PROBLEM REQUIREMENTS | Match the string "ServerError" against each line below, and copy every line that matches.
◆ ◆ ◆
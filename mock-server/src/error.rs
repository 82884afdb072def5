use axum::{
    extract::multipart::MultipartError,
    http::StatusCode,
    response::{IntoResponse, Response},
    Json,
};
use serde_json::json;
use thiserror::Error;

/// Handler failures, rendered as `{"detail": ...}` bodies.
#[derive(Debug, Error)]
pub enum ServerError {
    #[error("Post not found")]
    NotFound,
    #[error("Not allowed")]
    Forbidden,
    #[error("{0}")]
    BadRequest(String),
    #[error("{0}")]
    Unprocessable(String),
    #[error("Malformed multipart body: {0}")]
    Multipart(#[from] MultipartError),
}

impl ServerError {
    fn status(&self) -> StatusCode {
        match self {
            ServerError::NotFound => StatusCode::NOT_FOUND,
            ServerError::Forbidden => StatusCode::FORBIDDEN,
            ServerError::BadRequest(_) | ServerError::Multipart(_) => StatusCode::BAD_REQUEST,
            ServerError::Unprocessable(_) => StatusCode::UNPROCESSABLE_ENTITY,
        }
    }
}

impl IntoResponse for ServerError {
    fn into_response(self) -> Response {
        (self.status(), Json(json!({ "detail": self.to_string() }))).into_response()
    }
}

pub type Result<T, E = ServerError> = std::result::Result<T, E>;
◆ ◆ ◆
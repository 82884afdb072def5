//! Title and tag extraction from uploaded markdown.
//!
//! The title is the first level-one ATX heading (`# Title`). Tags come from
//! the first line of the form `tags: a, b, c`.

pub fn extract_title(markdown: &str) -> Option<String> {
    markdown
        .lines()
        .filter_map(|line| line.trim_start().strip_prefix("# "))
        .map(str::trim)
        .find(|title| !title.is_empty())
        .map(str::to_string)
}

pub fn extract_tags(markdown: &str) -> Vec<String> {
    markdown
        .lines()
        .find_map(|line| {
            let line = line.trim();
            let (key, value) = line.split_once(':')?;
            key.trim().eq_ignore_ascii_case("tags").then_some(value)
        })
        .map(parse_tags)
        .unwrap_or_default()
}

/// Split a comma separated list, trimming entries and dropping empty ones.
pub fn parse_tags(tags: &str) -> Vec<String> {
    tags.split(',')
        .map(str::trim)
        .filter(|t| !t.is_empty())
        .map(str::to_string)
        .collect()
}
◆ ◆ ◆
EXERCISE SOLUTION |
pub enum ServerError {
impl ServerError {
            ServerError::NotFound => StatusCode::NOT_FOUND,
            ServerError::Forbidden => StatusCode::FORBIDDEN,
            ServerError::BadRequest(_) | ServerError::Multipart(_) => StatusCode::BAD_REQUEST,
            ServerError::Unprocessable(_) => StatusCode::UNPROCESSABLE_ENTITY,
impl IntoResponse for ServerError {
pub type Result<T, E = ServerError> = std::result::Result<T, E>;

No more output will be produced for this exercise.